With the passage of new tax legislation last week, Congress is proposing that the American people be able to keep more of what they earn by providing more than $80 billion in tax cuts over the next five years.
While $80 billion is nothing to sneeze at, it should have been a lot more, and a lot deeper, but this is a very positive first step.
One such positive detail is that parents, under this legislation if it becomes law, will see the prepaid, tax-deductible tuition programs expanded to include private institutions. This means a parent can save for their kids education by contributing to a future-tuition payment account up to $5,000 per year, which can then be deducted from their gross tax income.
This is a version of legislation that my colleague Kay Granger of Fort Worth and I introduced last year. Our bill was called the Higher Education Affordability and Availability Act, HR 2847.
The bottom line is that parents should be allowed to provide for their children's educational needs without suffering a tax burden, and in the manner they see fit.
America's biggest education-related problem is not what often grabs the headlines, they are symptoms. It's not crime in the schools, not large classrooms, not a lack of books. The biggest problem is a basic lack of choice. Today, the average Texas family simply cannot choose what particular setting is best for their child. There are simply too many obstacles; the greatest of which is cost.

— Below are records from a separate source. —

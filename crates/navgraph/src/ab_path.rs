//! Path from a start point to an end point

use std::any::Any;

use glam::Vec3;
use navgraph_common::Int3;
use web_time::Instant;

use crate::config::PathLog;
use crate::funnel::{self, FunnelOptions};
use crate::graph_node::NodeIndex;
use crate::nav_data::NavData;
use crate::path::{open_node, Path, PathBase, PathCompleteState, SearchContext};

/// Searched nodes after which the search is assumed to be stuck
const MAX_SEARCHED_NODES: usize = 1_000_000;

/// Number of expanded nodes between deadline checks
const TIME_CHECK_INTERVAL: usize = 500;

/// A* search between two points.
///
/// The start and end points are snapped to the closest suitable nodes.
/// The connections leaving the start node and entering the end node are
/// costed from the snapped points rather than the node centers.
#[derive(Debug)]
pub struct ABPath {
    base: PathBase,
    pub start_node: Option<NodeIndex>,
    pub end_node: Option<NodeIndex>,
    /// Start point as requested
    pub original_start_point: Vec3,
    /// End point as requested
    pub original_end_point: Vec3,
    /// Start point snapped onto the graph once the path has been prepared
    pub start_point: Vec3,
    /// End point snapped onto the graph once the path has been prepared
    pub end_point: Vec3,
    start_int_point: Int3,
    /// Return a path to the closest reachable node when the end cannot be reached
    pub calculate_partial: bool,
    partial_best_target: Option<NodeIndex>,
    /// Funnel settings, or `None` to keep the node positions
    pub smoothing: Option<FunnelOptions>,
    current: Option<NodeIndex>,
}

impl Default for ABPath {
    fn default() -> Self {
        Self {
            base: PathBase::new(),
            start_node: None,
            end_node: None,
            original_start_point: Vec3::ZERO,
            original_end_point: Vec3::ZERO,
            start_point: Vec3::ZERO,
            end_point: Vec3::ZERO,
            start_int_point: Int3::ZERO,
            calculate_partial: false,
            partial_best_target: None,
            smoothing: Some(FunnelOptions::default()),
            current: None,
        }
    }
}

impl ABPath {
    pub fn new(start: Vec3, end: Vec3) -> Self {
        let mut path = Self::default();
        path.setup(start, end);
        path
    }

    /// Sets the points to search between
    pub fn setup(&mut self, start: Vec3, end: Vec3) {
        self.original_start_point = start;
        self.original_end_point = end;
        self.start_point = start;
        self.end_point = end;
        self.start_int_point = Int3::from_vec3(start);
        self.base.h_target = Int3::from_vec3(end);
    }

    fn trace(&mut self, ctx: &mut SearchContext<'_>, from: NodeIndex) {
        self.base.trace(ctx.data, ctx.handler, from);
        if self.base.path.is_empty() {
            return;
        }

        let end = if self.base.complete_state() == PathCompleteState::Complete {
            self.end_point
        } else {
            self.base.vector_path.last().copied().unwrap_or(self.end_point)
        };

        match self.smoothing {
            Some(options) => funnel::smooth_path(
                ctx.data,
                &self.base.path,
                self.start_point,
                end,
                options,
                &ctx.handler.scratch,
                &mut self.base.vector_path,
            ),
            None => {
                let points = &mut self.base.vector_path;
                if points.len() == 1 {
                    points.push(end);
                }
                points[0] = self.start_point;
                if let Some(last) = points.last_mut() {
                    *last = end;
                }
            }
        }
    }

    fn complete_partial_or_fail(&mut self, ctx: &mut SearchContext<'_>, msg: &str) {
        match self.partial_best_target {
            Some(best) if self.calculate_partial => {
                self.base.set_complete_state(PathCompleteState::Partial);
                self.trace(ctx, best);
            }
            _ => self.base.fail_with_error(msg),
        }
    }
}

impl Path for ABPath {
    fn base(&self) -> &PathBase {
        &self.base
    }

    fn base_mut(&mut self) -> &mut PathBase {
        &mut self.base
    }

    fn reset(&mut self) {
        self.base.reset();
        self.start_node = None;
        self.end_node = None;
        self.original_start_point = Vec3::ZERO;
        self.original_end_point = Vec3::ZERO;
        self.start_point = Vec3::ZERO;
        self.end_point = Vec3::ZERO;
        self.start_int_point = Int3::ZERO;
        self.calculate_partial = false;
        self.partial_best_target = None;
        self.smoothing = Some(FunnelOptions::default());
        self.current = None;
    }

    fn prepare(&mut self, ctx: &mut SearchContext<'_>) {
        let data = ctx.data;
        self.base.nn_constraint.tags = self.base.enabled_tags;

        let start_info = data.get_nearest(self.start_point, &self.base.nn_constraint);
        let start = start_info.node.and_then(|n| data.node(n));
        self.base.nn_constraint.set_start(start);
        self.start_point = start_info.position;
        self.start_int_point = Int3::from_vec3(self.start_point);
        self.start_node = start_info.node;

        let Some(start) = start else {
            self.base.fail_with_error("Couldn't find a node close to the start point");
            return;
        };
        if !self.base.can_traverse(start) {
            self.base.fail_with_error("The node closest to the start point could not be traversed");
            return;
        }

        let end_info = data.get_nearest(self.end_point, &self.base.nn_constraint);
        self.end_point = end_info.position;
        self.end_node = end_info.node;

        let (Some(end_index), Some(end)) = (end_info.node, end_info.node.and_then(|n| data.node(n))) else {
            self.base.fail_with_error("Couldn't find a node close to the end point");
            return;
        };
        if !self.base.can_traverse(end) {
            self.base.fail_with_error("The node closest to the end point could not be traversed");
            return;
        }
        if start.area() != end.area() && !self.calculate_partial {
            self.base.fail_with_error(format!(
                "There is no valid path to the target (start area: {}, target area: {})",
                start.area(),
                end.area()
            ));
            return;
        }

        ctx.handler.node_mut(end_index).flag1 = true;
        self.base.h_target = Int3::from_vec3(self.end_point);
        self.base.h_target_node = Some(end_index);
    }

    fn initialize(&mut self, ctx: &mut SearchContext<'_>) {
        let (Some(start), Some(end)) = (self.start_node, self.end_node) else {
            self.base.fail_with_error("The path was not prepared before it was initialized");
            return;
        };
        ctx.handler.node_mut(start).flag2 = true;
        ctx.handler.node_mut(end).flag2 = true;
        let path_id = ctx.handler.path_id();

        if start == end {
            let pn = ctx.handler.node_mut(end);
            pn.parent = None;
            pn.path_id = path_id;
            pn.cost = 0;
            pn.g = 0;
            pn.h = 0;
            self.base.set_complete_state(PathCompleteState::Complete);
            self.trace(ctx, end);
            return;
        }

        let g = self.base.traversal_cost(&ctx.data.nodes()[start]);
        let h = self.base.calculate_h_score(ctx.data, start);
        let pn = ctx.handler.node_mut(start);
        pn.parent = None;
        pn.path_id = path_id;
        pn.cost = 0;
        pn.g = g;
        pn.h = h;

        if let Err(e) = open_node(&*self, ctx, start) {
            self.base.fail_with_error(e.to_string());
            return;
        }
        self.base.searched_nodes += 1;
        self.partial_best_target = Some(start);

        match ctx.handler.heap_remove() {
            Some(next) => self.current = Some(next),
            None => self.complete_partial_or_fail(ctx, "No open points, the start node didn't open any nodes"),
        }
    }

    fn calculate_step(&mut self, ctx: &mut SearchContext<'_>, deadline: Instant) {
        let Some(mut current) = self.current else {
            if !self.base.is_done() {
                self.base.fail_with_error("The search has no current node");
            }
            return;
        };

        let mut counter = 0;
        while self.base.complete_state() == PathCompleteState::NotCalculated {
            self.base.searched_nodes += 1;

            if ctx.handler.node(current).flag1 {
                self.base.set_complete_state(PathCompleteState::Complete);
                break;
            }

            if let Some(best) = self.partial_best_target {
                if ctx.handler.node(current).h < ctx.handler.node(best).h {
                    self.partial_best_target = Some(current);
                }
            }

            if let Err(e) = open_node(&*self, ctx, current) {
                log::error!("{e}");
                self.base.fail_with_error(e.to_string());
                break;
            }

            match ctx.handler.heap_remove() {
                Some(next) => current = next,
                None => {
                    self.current = None;
                    self.complete_partial_or_fail(ctx, "Searched whole area but could not find target");
                    return;
                }
            }

            if counter > TIME_CHECK_INTERVAL {
                if Instant::now() >= deadline {
                    self.current = Some(current);
                    return;
                }
                counter = 0;
                if self.base.searched_nodes > MAX_SEARCHED_NODES {
                    self.base.fail_with_error("Probable infinite loop. Over 1,000,000 nodes searched");
                    break;
                }
            }
            counter += 1;
        }

        self.current = Some(current);
        if self.base.complete_state() == PathCompleteState::Complete {
            self.trace(ctx, current);
        } else if !self.base.has_error() && self.calculate_partial {
            if let Some(best) = self.partial_best_target {
                self.base.set_complete_state(PathCompleteState::Partial);
                self.trace(ctx, best);
            }
        }
    }

    fn cleanup(&mut self, ctx: &mut SearchContext<'_>) {
        if let Some(start) = self.start_node {
            ctx.handler.node_mut(start).flag2 = false;
        }
        if let Some(end) = self.end_node {
            let pn = ctx.handler.node_mut(end);
            pn.flag1 = false;
            pn.flag2 = false;
        }
    }

    /// Scales connections touching the start or end node by how far the
    /// snapped point is from the neighbour compared to the node center
    fn connection_special_cost(&self, data: &NavData, a: NodeIndex, b: NodeIndex, cost: u32) -> u32 {
        let (Some(start), Some(end)) = (self.start_node, self.end_node) else {
            return cost;
        };
        let pa = data.nodes()[a].position;
        let pb = data.nodes()[b].position;
        let center_distance = (pa - pb).cost_magnitude();
        let scaled = |d: Int3| -> u32 {
            let distance = d.cost_magnitude().max(0) as f64;
            if center_distance <= 0 {
                distance as u32
            } else {
                (distance * (cost as f64 / center_distance as f64)) as u32
            }
        };

        if a == start {
            let other = if b == end { self.base.h_target } else { pb };
            scaled(self.start_int_point - other)
        } else if b == start {
            let other = if a == end { self.base.h_target } else { pa };
            scaled(self.start_int_point - other)
        } else if a == end {
            scaled(self.base.h_target - pb)
        } else if b == end {
            scaled(self.base.h_target - pa)
        } else {
            cost
        }
    }

    fn return_path(&mut self) {
        if let Some(callback) = self.base.take_callback() {
            callback(&*self);
        }
    }

    fn debug_string(&self, log: PathLog) -> String {
        if log == PathLog::None || (!self.base.has_error() && log == PathLog::OnlyErrors) {
            return String::new();
        }
        let mut text = String::new();
        self.base.debug_string_prefix(log, &mut text);
        if log == PathLog::Heavy && !self.base.has_error() {
            text.push_str(&format!(
                "\nStart Node\n\tPoint: {}\n\tNode: {}",
                self.start_point,
                self.start_node.map(|n| n.to_string()).unwrap_or_else(|| "None".to_string())
            ));
            text.push_str(&format!(
                "\nEnd Node\n\tPoint: {}\n\tNode: {}",
                self.end_point,
                self.end_node.map(|n| n.to_string()).unwrap_or_else(|| "None".to_string())
            ));
        }
        self.base.debug_string_suffix(&mut text);
        text
    }

    fn as_any(&self) -> &dyn Any {
        self
    }
}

Last year I brought forward the Family Education Freedom Act, HR 1816, to address this issue. My legislation would allow parents to take up to $3,000 per year off their tax bill to pay for any of the education-related expenses of their children. The money could be used for private or religious school tuition, books, computers, field trips - anything which is part of the educational needs of a child, whether in elementary school or college.
Government must stop limiting the choices available to parents, and instead work to free parents of the taxes and regulations which keep them providing for their children in the ways best suited for their family.
The House of Representatives took a step in the right direction
in the passage of the new tax-cut package, but we cannot stop
there; more must be done. Our kids are counting on us.